In this post-President Obama, post-Black Panther America, Black representation has been on the rise. Charlie J. Eskew’s debut novel, Tales of the Astonishing Black Spark, joins the likes of Jordan Peele’s Get Out and Paul Beatty’s The Sellout in expanding Black representation. After getting struck by lightning, Donald McDougal develops electricity-related superpowers in a world where other superheroes openly fight Super Predators. Driven by his financial troubles and his sense of duty, Donald sets out to join a team of superheroes.
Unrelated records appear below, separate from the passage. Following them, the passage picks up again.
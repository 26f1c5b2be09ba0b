//! Sandboxed plugin execution.
//!
//! Each invocation runs on its own tokio task so a panic inside the plugin
//! body is contained by the task boundary and never unwinds into the caller.
//! The wait is bounded by a wall-clock timeout; a timed-out task is aborted
//! and its result, if any, is discarded rather than delivered late.

use std::sync::Arc;
use std::time::Duration;
use tokio::time::timeout;
use tracing::{debug, warn};

use crate::errors::{CoreError, CoreResult};
use crate::plugins::contract::ProbeReport;
use crate::plugins::descriptor::PluginEntry;
use crate::plugins::registry::PluginRegistry;
use crate::types::{ExecStatus, ExecutionResult, SourceTag};

/// Bound on the optional health probe. Probes are cheap; a plugin that can't
/// answer within this window is reported as failed.
const PROBE_TIMEOUT: Duration = Duration::from_secs(5);

pub struct SandboxedExecutor {
    registry: Arc<PluginRegistry>,
    default_timeout: Duration,
}

impl SandboxedExecutor {
    pub fn new(registry: Arc<PluginRegistry>, default_timeout: Duration) -> Self {
        Self {
            registry,
            default_timeout,
        }
    }

    /// Runs one plugin invocation with crash isolation. A disabled or
    /// unknown plugin yields `NotFound`; every failure outcome is reported
    /// to the registry, and a success clears the plugin's failure streak.
    pub async fn execute(&self, name: &str, query: &str) -> ExecutionResult {
        let entry = match self.registry.entry(name).await {
            Some(entry) if entry.is_enabled() => entry,
            _ => {
                debug!(plugin = %name, "execution refused: unknown or disabled plugin");
                return ExecutionResult::failed(
                    ExecStatus::NotFound,
                    SourceTag::Plugin(name.to_string()),
                );
            }
        };
        self.execute_entry(&entry, query).await
    }

    pub(crate) async fn execute_entry(&self, entry: &PluginEntry, query: &str) -> ExecutionResult {
        let budget = entry.plugin.timeout().unwrap_or(self.default_timeout);
        let plugin = Arc::clone(&entry.plugin);
        let query = query.to_string();
        let mut handle = tokio::spawn(async move { plugin.run(&query).await });

        let source = SourceTag::Plugin(entry.name.clone());
        match timeout(budget, &mut handle).await {
            Err(_elapsed) => {
                // Best-effort cooperative cancellation; the task is detached
                // either way and its late result is never observed.
                handle.abort();
                warn!(
                    plugin = %entry.name,
                    timeout_ms = budget.as_millis() as u64,
                    "plugin invocation timed out"
                );
                self.registry.report_failure(entry);
                ExecutionResult::failed(ExecStatus::Timeout, source)
            }
            Ok(Err(join_err)) => {
                let detail = if join_err.is_panic() {
                    "panic in plugin body".to_string()
                } else {
                    join_err.to_string()
                };
                warn!(plugin = %entry.name, "plugin crashed: {}", detail);
                self.registry.report_failure(entry);
                ExecutionResult::failed(ExecStatus::Crash, source)
            }
            Ok(Ok(Err(fault))) => {
                warn!(plugin = %entry.name, "plugin returned a fault: {}", fault);
                self.registry.report_failure(entry);
                ExecutionResult::failed(ExecStatus::Crash, source)
            }
            Ok(Ok(Ok(payload))) => {
                self.registry.report_success(entry);
                ExecutionResult::success(payload, source)
            }
        }
    }

    /// Calls the plugin's optional health method with the same isolation
    /// guarantee as `execute`. Plugins without one report a default Ok.
    pub async fn probe(&self, name: &str) -> CoreResult<ProbeReport> {
        let entry = self
            .registry
            .entry(name)
            .await
            .ok_or_else(|| CoreError::PluginNotFound(name.to_string()))?;

        let plugin = Arc::clone(&entry.plugin);
        let handle = tokio::spawn(async move { plugin.health().await });
        let report = match timeout(PROBE_TIMEOUT, handle).await {
            Err(_elapsed) => ProbeReport::failed("health probe timed out"),
            Ok(Err(join_err)) => ProbeReport::failed(format!("health probe panicked: {}", join_err)),
            Ok(Ok(report)) => report,
        };
        entry.set_health(report.status);
        Ok(report)
    }
}
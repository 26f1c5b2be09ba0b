//! Local generative model support for the cascade's third stage.
//!
//! The model is a single heavyweight resource: one instance per process,
//! constructed explicitly at startup and handed to the cascade, with access
//! serialized through a mutex. An absent model path is not an error; the
//! cascade simply skips to the static fallback.

use async_trait::async_trait;

use crate::errors::CoreResult;

#[async_trait]
pub trait GenerativeModel: Send + Sync {
    /// Complete a prompt, honoring the stop sequences and token bound.
    async fn complete(
        &self,
        prompt: &str,
        stop: &[String],
        max_tokens: usize,
    ) -> CoreResult<String>;
}

#[cfg(feature = "llm")]
pub use llama::LocalLlamaModel;

#[cfg(feature = "llm")]
mod llama {
    use super::GenerativeModel;
    use crate::errors::{CoreError, CoreResult};
    use async_trait::async_trait;
    use llama_cpp::standard_sampler::StandardSampler;
    use llama_cpp::{LlamaModel, LlamaParams, SessionParams};
    use std::path::Path;
    use tokio::sync::Mutex;

    /// Lazily loaded llama-cpp model. The mutex both guards the lazy load
    /// and serializes inference, since sessions borrow the model.
    pub struct LocalLlamaModel {
        model_path: String,
        model: Mutex<Option<LlamaModel>>,
    }

    impl LocalLlamaModel {
        pub fn new(model_path: impl Into<String>) -> Self {
            Self {
                model_path: model_path.into(),
                model: Mutex::new(None),
            }
        }
    }

    #[async_trait]
    impl GenerativeModel for LocalLlamaModel {
        async fn complete(
            &self,
            prompt: &str,
            stop: &[String],
            max_tokens: usize,
        ) -> CoreResult<String> {
            let mut guard = self.model.lock().await;
            if guard.is_none() {
                if !Path::new(&self.model_path).exists() {
                    return Err(CoreError::LocalModelUnavailable(format!(
                        "model file not found: {}",
                        self.model_path
                    )));
                }
                let model = LlamaModel::load_from_file(&self.model_path, LlamaParams::default())
                    .map_err(|e| CoreError::LocalModelUnavailable(e.to_string()))?;
                *guard = Some(model);
            }
            let model = guard
                .as_ref()
                .ok_or_else(|| CoreError::LocalModelUnavailable("model not loaded".to_string()))?;

            let mut session = model
                .create_session(SessionParams::default())
                .map_err(|e| CoreError::LocalModelUnavailable(e.to_string()))?;
            session
                .advance_context(prompt)
                .map_err(|e| CoreError::LocalModelUnavailable(e.to_string()))?;

            let completions = session
                .start_completing_with(StandardSampler::default(), max_tokens)
                .map_err(|e| CoreError::LocalModelUnavailable(e.to_string()))?;

            let mut response = String::new();
            for piece in completions.into_strings() {
                response.push_str(&piece);
                if let Some(cut) = stop.iter().filter_map(|s| response.find(s.as_str())).min() {
                    response.truncate(cut);
                    break;
                }
            }
            Ok(response)
        }
    }
}
//! The capability contract every plugin implements.
//!
//! A plugin is any `Send + Sync` type exposing a stable name, routing
//! keywords, and an async `run` body. The health probe and background task
//! hooks are optional; the defaults report healthy and declare no task.

use async_trait::async_trait;
use futures::future::BoxFuture;
use serde_json::Value;
use std::time::Duration;

use crate::errors::CoreResult;
use crate::types::HealthStatus;

/// Result of a health probe against a single plugin.
#[derive(Debug, Clone, PartialEq, Eq)]
pub struct ProbeReport {
    pub status: HealthStatus,
    pub detail: Option<String>,
}

impl ProbeReport {
    pub fn ok() -> Self {
        Self {
            status: HealthStatus::Ok,
            detail: None,
        }
    }

    pub fn failed(detail: impl Into<String>) -> Self {
        Self {
            status: HealthStatus::Failed,
            detail: Some(detail.into()),
        }
    }
}

#[async_trait]
pub trait Plugin: Send + Sync {
    /// Stable, non-empty identity. Duplicate names are rejected at load time.
    fn name(&self) -> &str;

    /// Keywords used for routing. A plugin with no keywords is only reachable
    /// through direct execution, never by semantic match.
    fn keywords(&self) -> Vec<String> {
        Vec::new()
    }

    /// Handle a query. Any returned error is treated uniformly as a crash by
    /// the executor; the plugin body never needs to care about isolation.
    async fn run(&self, query: &str) -> CoreResult<Value>;

    /// Optional health probe. Plugins without one report a default Ok.
    async fn health(&self) -> ProbeReport {
        ProbeReport::ok()
    }

    /// Optional long-running task, spawned once at load time on its own
    /// supervised tokio task. The future must be self-contained ('static);
    /// implementations typically clone their shared state into it.
    fn background_task(&self) -> Option<BoxFuture<'static, ()>> {
        None
    }

    /// Per-plugin override of the executor's invocation timeout.
    fn timeout(&self) -> Option<Duration> {
        None
    }
}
Hilarious, self-aware, and poignant, Eskew captures the intricacies of the Black male experience. For years in American literature and film, Black representation has focused on the strife of being Black. Until recently, stories about African Americans that had little to do with the characters’ Blackness were few and far between. Growing up Black in the South, the types of stories I would see about people like me made me think that the entertainment industries—and maybe even the world at large—believed that if people like me are not suffering, we are not existing. Tales of the Astonishing Black Spark subverses this trope in the literary canon by showing the full complexities of Donald’s Black experience. Eskew comments on the canon when he writes, “. . . I’m aware that two more racially aimed comments will officially land this little memoir in the dusty African-American section of your local bookstore.”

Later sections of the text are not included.